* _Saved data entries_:
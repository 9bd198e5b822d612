//! Closures held in variables: one with an inferred closure type, one in an
//! explicit `Function<str, String>`.

use std::io::Write;

use crate::{callable::Function, Result};

/// Appends the honorific.
pub fn polite() -> Function<str, String> {
    Function::new(|s: &str| format!("{} SIR ", s))
}

pub fn run<W: Write + ?Sized>(out: &mut W) -> Result<()> {
    let mut println = |s: &str| writeln!(out, "{}", s);
    let polite = polite();

    let msg = polite.call("Ben");
    println(&msg)?;
    println(&polite.call("Bingshiue"))?;
    Ok(())
}
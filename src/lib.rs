//! Runnable demonstrations of closure capture: by value, by reference, mutable
//! copies, closures stored in variables, and closures capturing `self`,
//! contrasted with hand-written callable objects.

#[cfg(all(feature = "function-object", feature = "lambda-expression"))]
compile_error!("Both `function-object` and `lambda-expression` enabled");

#[cfg(not(any(feature = "function-object", feature = "lambda-expression")))]
compile_error!("Enable one of `function-object` or `lambda-expression`");

pub mod callable;
pub mod demos;
pub mod error;
pub mod numbers;
pub mod runner;

pub use crate::callable::{AbsLess, CanDivide, Function};
pub use crate::demos::Demo;
pub use crate::error::{Error, Result};
pub use crate::numbers::Numbers;
pub use crate::runner::{Builder, Runner};
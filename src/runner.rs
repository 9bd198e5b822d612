//! Demo runner

use std::io::Write;

use log::{debug, info};

use crate::{demos::Demo, Result};

#[derive(Debug)]
pub struct Builder {
    demos: Vec<Demo>,
    separate: bool,
}

impl Builder {
    pub fn new() -> Self {
        Self {
            demos: Demo::DEFAULT.to_vec(),
            separate: true,
        }
    }

    /// Demos to run, in order. Defaults to `Demo::DEFAULT`.
    pub fn demos(mut self, demos: Vec<Demo>) -> Self {
        self.demos = demos;
        self
    }

    /// Put a blank line after demos that ask for one (`Demo::trailing_blank_line`). Defaults to true.
    pub fn separate(mut self, separate: bool) -> Self {
        self.separate = separate;
        self
    }

    pub fn build(self) -> Runner {
        Runner {
            demos: self.demos,
            separate: self.separate,
        }
    }
}

impl Default for Builder {
    fn default() -> Self {
        Self::new()
    }
}

#[derive(Debug)]
pub struct Runner {
    demos: Vec<Demo>,
    separate: bool,
}

impl Runner {
    /**
     * Runs every configured demo against `out`. Stops at the first failure.
     */
    pub fn run<W: Write + ?Sized>(&self, out: &mut W) -> Result<()> {
        info!("Running {} demo(s)", self.demos.len());
        let mut previous: Option<Demo> = None;
        for demo in &self.demos {
            if self.separate && previous.is_some_and(|p| p.trailing_blank_line()) {
                writeln!(out)?;
            }
            debug!("Demo {}: {}", demo, demo.description());
            demo.run(out)?;
            previous = Some(*demo);
        }
        out.flush()?;
        Ok(())
    }
}

impl Default for Runner {
    fn default() -> Self {
        let builder = Builder::new();
        builder.build()
    }
}
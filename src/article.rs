// MIT License
// Copyright (c) 2024 Graham King

//! Read-only access to the article tables, which are owned by the ingestion system.
//!
//! `Articles` holds every ingested article. `ArticleApproveds` lists the approved pool
//! and carries the report headline and text, which are preferred over the raw
//! title and description when present.

use std::collections::HashMap;

use rusqlite::OptionalExtension;

use crate::error::Result;

#[derive(Debug, Clone, PartialEq)]
pub struct Article {
    pub id: i64,
    pub url: Option<String>,
    pub headline: Option<String>,
    pub body: Option<String>,
}

const SELECT_ARTICLE: &str = r#"
SELECT a.id, a.url,
    COALESCE(
        (SELECT headlineForPdfReport FROM ArticleApproveds WHERE articleId = a.id LIMIT 1),
        a.title),
    COALESCE(
        (SELECT textForPdfReport FROM ArticleApproveds WHERE articleId = a.id LIMIT 1),
        a.description)
FROM Articles a
WHERE a.id = ?1
"#;

pub fn load(db_conn: &rusqlite::Connection, id: i64) -> Result<Option<Article>> {
    let mut stmt = db_conn.prepare_cached(SELECT_ARTICLE)?;
    let article = stmt
        .query_row([id], |row| {
            Ok(Article {
                id: row.get(0)?,
                url: row.get(1)?,
                headline: row.get(2)?,
                body: row.get(3)?,
            })
        })
        .optional()?;
    Ok(article)
}

/// Load every article referenced by a page of pairs. Ids with no article row are
/// absent from the map.
pub fn load_many(
    db_conn: &rusqlite::Connection,
    ids: impl IntoIterator<Item = i64>,
) -> Result<HashMap<i64, Article>> {
    let mut out = HashMap::new();
    for id in ids {
        if out.contains_key(&id) {
            continue;
        }
        if let Some(article) = load(db_conn, id)? {
            out.insert(id, article);
        }
    }
    Ok(out)
}

pub fn exists(db_conn: &rusqlite::Connection, id: i64) -> Result<bool> {
    let mut stmt = db_conn.prepare_cached("SELECT 1 FROM Articles WHERE id = ?1 LIMIT 1")?;
    Ok(stmt.exists([id])?)
}

/// The whole approved pool, ascending.
pub fn approved_ids(db_conn: &rusqlite::Connection) -> Result<Vec<i64>> {
    let mut stmt =
        db_conn.prepare("SELECT DISTINCT articleId FROM ArticleApproveds ORDER BY articleId")?;
    let ids = stmt
        .query_map([], |row| row.get(0))?
        .collect::<rusqlite::Result<Vec<i64>>>()?;
    Ok(ids)
}

#[cfg(test)]
mod tests {
    use super::*;
    use crate::test_support;

    #[test]
    fn report_text_preferred() {
        let (db, _dir) = test_support::open();
        test_support::article(&db, 1, Some("https://a.com/1"), Some("Raw"), Some("raw body"));
        test_support::approve(&db, 1, Some("Report"), None);

        let a = load(&db, 1).unwrap().unwrap();
        assert_eq!(a.url.as_deref(), Some("https://a.com/1"));
        assert_eq!(a.headline.as_deref(), Some("Report"));
        assert_eq!(a.body.as_deref(), Some("raw body"));
    }

    #[test]
    fn missing_article() {
        let (db, _dir) = test_support::open();
        assert_eq!(load(&db, 42).unwrap(), None);
        assert!(!exists(&db, 42).unwrap());
    }

    #[test]
    fn approved_pool_is_distinct_and_sorted() {
        let (db, _dir) = test_support::open();
        for id in [3, 1, 2] {
            test_support::article(&db, id, None, None, None);
            test_support::approve(&db, id, None, None);
        }
        test_support::approve(&db, 2, None, None);
        assert_eq!(approved_ids(&db).unwrap(), vec![1, 2, 3]);
    }

    #[test]
    fn load_many_skips_unknown() {
        let (db, _dir) = test_support::open();
        test_support::article(&db, 1, None, Some("t"), None);
        let got = load_many(&db, [1, 1, 9]).unwrap();
        assert_eq!(got.len(), 1);
        assert!(got.contains_key(&1));
    }
}
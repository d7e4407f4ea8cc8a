// MIT License
// Copyright (c) 2024 Graham King

use std::collections::HashSet;
use std::io;
use std::path::Path;

use crate::error::{DedupError, Result};

/// Header names accepted for the id column
pub const ID_COLUMNS: [&str; 2] = ["articleId", "article_id"];

#[derive(Debug, Default, PartialEq)]
pub struct IdList {
    /// Unique ids, in the order first seen
    pub ids: Vec<i64>,
    /// Cells that were not an integer
    pub rejected: Vec<Rejected>,
}

#[derive(Debug, PartialEq)]
pub struct Rejected {
    pub line: u64,
    pub value: String,
}

/// Read new article ids from a CSV file with a header row.
pub fn read(path: &Path) -> Result<IdList> {
    let file = std::fs::File::open(path).map_err(|err| malformed(path, err))?;
    parse(file, path)
}

pub fn parse<R: io::Read>(rdr: R, path: &Path) -> Result<IdList> {
    let mut reader = csv::ReaderBuilder::new()
        .trim(csv::Trim::All)
        .flexible(true)
        .from_reader(rdr);

    let headers = reader.headers().map_err(|err| malformed(path, err))?;
    let Some(col) = headers.iter().position(|h| {
        let h = h.trim_start_matches('\u{feff}').trim();
        ID_COLUMNS.contains(&h)
    }) else {
        let found: Vec<&str> = headers.iter().collect();
        return Err(DedupError::MalformedIdFile {
            path: path.to_path_buf(),
            reason: format!("no '{}' column, found {found:?}", ID_COLUMNS[0]),
        });
    };

    let mut out = IdList::default();
    let mut seen = HashSet::new();
    for record in reader.records() {
        let record = record.map_err(|err| malformed(path, err))?;
        let Some(cell) = record.get(col).filter(|c| !c.is_empty()) else {
            continue;
        };
        match cell.parse::<i64>() {
            Ok(id) => {
                if seen.insert(id) {
                    out.ids.push(id);
                }
            }
            Err(_) => {
                let line = record.position().map(|p| p.line()).unwrap_or_default();
                tracing::warn!(line, value = cell, "not an article id, skipping");
                out.rejected.push(Rejected {
                    line,
                    value: cell.to_string(),
                });
            }
        }
    }
    Ok(out)
}

fn malformed(path: &Path, err: impl std::fmt::Display) -> DedupError {
    DedupError::MalformedIdFile {
        path: path.to_path_buf(),
        reason: err.to_string(),
    }
}

#[cfg(test)]
mod tests {
    use super::*;

    fn parse_str(s: &str) -> Result<IdList> {
        parse(s.as_bytes(), Path::new("ids.csv"))
    }

    #[test]
    fn ids_in_order_without_duplicates() {
        let got = parse_str("articleId\n5\n3\n5\n\n7\n").unwrap();
        assert_eq!(got.ids, vec![5, 3, 7]);
        assert!(got.rejected.is_empty());
    }

    #[test]
    fn other_columns_and_bom() {
        let got = parse_str("\u{feff}title, articleId ,url\nA, 12 ,x\nB,13,y\n").unwrap();
        assert_eq!(got.ids, vec![12, 13]);
    }

    #[test]
    fn snake_case_header() {
        let got = parse_str("article_id\n1\n").unwrap();
        assert_eq!(got.ids, vec![1]);
    }

    #[test]
    fn bad_cells_rejected_individually() {
        let got = parse_str("articleId\n1\nabc\n2\n").unwrap();
        assert_eq!(got.ids, vec![1, 2]);
        assert_eq!(
            got.rejected,
            vec![Rejected {
                line: 3,
                value: "abc".to_string()
            }]
        );
    }

    #[test]
    fn missing_id_column() {
        let err = parse_str("id,url\n1,x\n").unwrap_err();
        assert!(matches!(err, DedupError::MalformedIdFile { .. }));
    }

    #[test]
    fn missing_file() {
        let err = read(Path::new("/nonexistent/ids.csv")).unwrap_err();
        assert!(matches!(err, DedupError::MalformedIdFile { .. }));
    }

    #[test]
    fn reads_from_disk() {
        let dir = tempfile::tempdir().unwrap();
        let path = dir.path().join("ids.csv");
        std::fs::write(&path, "articleId\n9\n8\n").unwrap();
        assert_eq!(read(&path).unwrap().ids, vec![9, 8]);
    }
}
// MIT License
// Copyright (c) 2024 Graham King

//! Reduce a URL to a string that is byte-identical for every spelling of the same page.
//!
//! Scheme is dropped (http and https address the same article), host is lower-cased
//! with a leading `www.` removed, default ports go away, as do the fragment and a single
//! trailing slash. The path and query string are kept exactly as written.

/// Canonical form of a missing or empty URL. Never equal to a real canonical URL,
/// which always contains a host.
pub const EMPTY: &str = "";

pub fn canonicalize(raw: Option<&str>) -> String {
    let Some(raw) = raw.map(str::trim).filter(|s| !s.is_empty()) else {
        return EMPTY.to_string();
    };

    // Bare "example.com/x" from feeds that drop the scheme
    let with_scheme = if has_web_scheme(raw) {
        raw.to_string()
    } else {
        format!("https://{raw}")
    };

    let Ok(parsed) = url::Url::parse(&with_scheme) else {
        // Still deterministic, only matches an identical spelling
        return raw.to_string();
    };
    let Some(host) = parsed.host_str() else {
        return raw.to_string();
    };

    // url lower-cases scheme and host, and port() is None for the scheme's default
    let host = host.strip_prefix("www.").unwrap_or(host);
    let mut out = String::with_capacity(with_scheme.len());
    out.push_str(host);
    if let Some(port) = parsed.port() {
        out.push(':');
        out.push_str(&port.to_string());
    }

    // url would resolve dot segments and percent-encode the path, so take it raw
    let (path, query) = raw_path_and_query(&with_scheme);
    let path = path.strip_suffix('/').unwrap_or(path);
    out.push_str(path);

    if let Some(query) = query {
        out.push('?');
        out.push_str(query);
    }
    out
}

fn has_web_scheme(raw: &str) -> bool {
    ["http://", "https://"].iter().any(|scheme| {
        raw.get(..scheme.len())
            .is_some_and(|prefix| prefix.eq_ignore_ascii_case(scheme))
    })
}

/// Path and query of `url` as written, fragment removed.
fn raw_path_and_query(url: &str) -> (&str, Option<&str>) {
    let after_scheme = url.split_once("://").map_or(url, |(_, rest)| rest);
    let rest = match after_scheme.find(|c: char| matches!(c, '/' | '?' | '#')) {
        Some(start) => &after_scheme[start..],
        None => "",
    };
    let rest = rest.split_once('#').map_or(rest, |(before, _)| before);
    match rest.split_once('?') {
        Some((path, query)) => (path, Some(query)),
        None => (rest, None),
    }
}

/// True if both URLs are present and point at the same page.
pub fn urls_match(a: Option<&str>, b: Option<&str>) -> bool {
    let ca = canonicalize(a);
    !ca.is_empty() && ca == canonicalize(b)
}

* _Task instructions_: Tell how many lines of the data contain "reason". Nothing but the number belongs in the reply.

* _Task answer_: 2